I understand that classes are like mold from which you can create objects, and a class defines a number of methods and variables (class,instances,local...) inside of it.
Let's say we have a class like this:
class Person
def initialize (name,age)
@name = name
@age = age
end
def greeting
"#{@name} says hi to you!"
end
end
me = Person.new "John", 34
puts me.greeting
As I can understand, when we call Person.new
we are creating an object of class Person
and initializing some internal attributes for that object, which will be stored in the instance variables @name
and @age
. The variable me
will then be a reference to this newly created object.
When we call me.greeting
, what happens is that greeting
method is called on the object referenced by me, and that method will use the instance variable @name
that is directly tied/attached to that object.
Hence, when calling a method on an object you are actually "talking" to that object, inspecting and using its attributes that are stored in its instance variables. All good for now.
Let's say now that we have the string "hello"
. We created it using a string literal, just like: string = "hello"
.
My question is, when creating an object from a built in class (String, Array, Integer...), are we actually storing some information on some instance variables for that object during its creation?
My doubt arises because I can't understand what happens when we call something like string.upcase
, how does the #upcase
method "work" on string
? I guess that in order to return the string in uppercase, the string object previously declared has some instance variables attached to, and the instances methods work on those variables?
Sorry to disillusion you, but Ruby is not written in Ruby. It's written in C. A string may present itself as an object to you, but under the hood it is some C storage — and C has no instance variables, and no classes; it is not an object oriented language at all. The upcase
method is mapped to a C function and simply produces a new sequence of characters. See https://github.com/ruby/ruby/blob/6d742c9412d444650d705b65bc2d5c850054c226/string.c#L7407 for the source code.
My question is, when creating an object from a built in class (String, Array, Integer...), are we actually storing some information on some instance variables for that object during its creation?
Yes, we are, basically:
string = "hello"
is shorthand for string = String.new("hello")
take a look at the following:
https://ruby-doc.org/core-3.1.2/String.html#method-c-new (ruby 3)
https://ruby-doc.org/core-2.3.0/String.html#method-c-new (ruby 2)
What's the difference between String.new and a string literal in Ruby?

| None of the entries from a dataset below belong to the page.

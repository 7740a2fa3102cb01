//! This module encapsulates the fields of the [`BufferData`]. Since this is
//! the only place they are visible, this means that the type of the
//! [`BufferVtable`] is guaranteed to always be in sync with the type of the
//! actual backend, and that the backend is only ever reached through the lock
//! stored next to it. This follows from the fact that they are in sync when
//! created and that the API offers no way to change the vtable after creation.

use core::cell::UnsafeCell;

use spin::Mutex;

use crate::{
    backend::BufferBackend,
    buffer::{
        raw::{RawBufferGuard, RawDynamicBuffer},
        vtable::BufferVtable,
    },
    util::Erased,
};

/// Type-erased buffer state with vtable-based dispatch.
///
/// This struct uses `#[repr(C)]` to enable safe field access in type-erased
/// contexts, allowing access to the vtable and the lock even when the concrete
/// backend type `B` is unknown.
#[repr(C)]
pub(crate) struct BufferData<B: 'static> {
    /// The Vtable of this buffer
    vtable: &'static BufferVtable,
    /// Serializes every access to `backend`
    lock: Mutex<()>,
    /// The actual backend
    backend: UnsafeCell<B>,
}

impl<B: BufferBackend> BufferData<B> {
    /// Creates a new [`BufferData`] wrapping `backend`.
    #[inline]
    pub(super) fn new(backend: B) -> Self {
        Self {
            vtable: BufferVtable::new::<B>(),
            lock: Mutex::new(()),
            backend: UnsafeCell::new(backend),
        }
    }

    /// Unwraps the backend.
    #[inline]
    pub(super) fn into_backend(self) -> B {
        self.backend.into_inner()
    }
}

impl RawDynamicBuffer {
    /// Returns a reference to the [`BufferVtable`] of the [`BufferData`]
    /// instance.
    #[inline]
    pub(super) fn vtable(&self) -> &'static BufferVtable {
        let ptr = self.as_ptr();
        // SAFETY: We don't know the actual inner backend type, but we do know
        // that it points to an instance of `BufferData<B>` for some specific
        // `B`. Since `BufferData` is `#[repr(C)]`, the first two fields have
        // the same offset for every `B`.
        //
        // We need to take care to avoid creating an actual reference to the
        // `BufferData` itself though, as that would still be undefined
        // behavior since we don't have the right type.
        let vtable_ptr: *const &'static BufferVtable = unsafe { &raw const (*ptr).vtable };

        // SAFETY: Dereferencing the pointer and getting out the `&'static
        // BufferVtable` is valid for the same reasons
        unsafe { *vtable_ptr }
    }

    /// Returns a reference to the lock guarding the backend.
    #[inline]
    pub(super) fn lock_ref(&self) -> &Mutex<()> {
        let ptr = self.as_ptr();
        // SAFETY: Same reasoning as in `vtable`: the lock precedes the backend
        // and its type does not depend on `B`.
        let lock_ptr: *const Mutex<()> = unsafe { &raw const (*ptr).lock };

        // SAFETY: The `Arc` keeps the field initialized for as long as `self`
        // is alive, and the lock is only ever accessed through shared
        // references.
        unsafe { &*lock_ptr }
    }
}

impl RawBufferGuard<'_> {
    /// Returns a reference to the [`BufferVtable`] of the locked buffer.
    #[inline]
    pub(super) fn vtable(&self) -> &'static BufferVtable {
        let ptr = self.as_ptr();
        // SAFETY: Same reasoning as in `RawDynamicBuffer::vtable`.
        let vtable_ptr: *const &'static BufferVtable = unsafe { &raw const (*ptr).vtable };

        // SAFETY: Dereferencing the pointer and getting out the `&'static
        // BufferVtable` is valid for the same reasons
        unsafe { *vtable_ptr }
    }

    /// Returns a mutable reference to the backend.
    ///
    /// # Safety
    ///
    /// The caller must ensure:
    ///
    /// 1. The type `B` matches the actual backend type stored in the
    ///    [`BufferData`].
    #[inline]
    pub(super) unsafe fn backend_mut<B: 'static>(&mut self) -> &mut B {
        let ptr: *const BufferData<B> = self.as_ptr().cast::<BufferData<B>>();
        // SAFETY: The pointer is valid and points to a `BufferData<B>`
        // (guaranteed by the caller).
        let cell: *const UnsafeCell<B> = unsafe { &raw const (*ptr).backend };
        let backend: *mut B = UnsafeCell::raw_get(cell);

        // SAFETY: The guard holds the lock of this buffer, so no other
        // reference to the backend exists. The returned reference borrows the
        // guard mutably, so it ends before the lock is released.
        unsafe { &mut *backend }
    }
}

You can also check the following (to extend the functionalities of the class):
Extend Ruby String class with method to change the contents
So the short answer is:
Dealing with built in classes (String, Array, Integer, ...etc) is almost the same thing as we do in any other class we create
Hence, when calling a method on an object you are actually "talking" to that object, inspecting and using its attributes that are stored in its instance variables. All good for now.
No, that is very much not what you are doing in an Object-Oriented Program. (Or really any well-designed program.)
What you are describing is a break of encapsulation, abstraction, and information hiding . You should never inspect and/or use another object's instance variables or any of its other private implementation details.
In Object-Orientation , all computation is performed by sending messages between objects. The only thing you can do is sending messages to objects and the only thing you can observe about an object is the responses to those messages.
Only the object itself can inspect and use its attributes and instance variables. No other object can, not even objects of the same type.
If you send an object a message and you get a response, the only thing you know is what is in that response. You don't know how the object created that response: did the object compute the answer on the fly? Was the answer already stored in an instance variable and the object just responded with that? Did the object delegate the problem to a different object? Did it print out the request, fax it to a temp agency in the Philippines, and have a worker compute the answer by hand with pen and paper? You don't know. You can't know. You mustn't know. That is at the very heart of Object-Orientation.
This is, BTW, exactly how messaging works in real-life. If you send someone a message asking "what is π²" and they answer with "9.8696044011", then you have no idea whether they computed this by hand, used a calculator, used their smart phone, looked it up, asked a friend, or hired someone to answer the question for them.
You can imagine objects as being little computers themselves: they have internal storage, RAM, HDD, SSD, etc. (instance variables), they have code running on them, the OS, the basic system libraries, etc. (methods), but one computer cannot read another computer's RAM (access its instance variables) or run its code (execute its methods). It can only send it a request over the network and look at the response.
So, in some sense, your question is meaningless: from the point of view of Object-Oriented Abstraction, is should be impossible to answer your question, because it should be impossible to know how an object is implemented internally.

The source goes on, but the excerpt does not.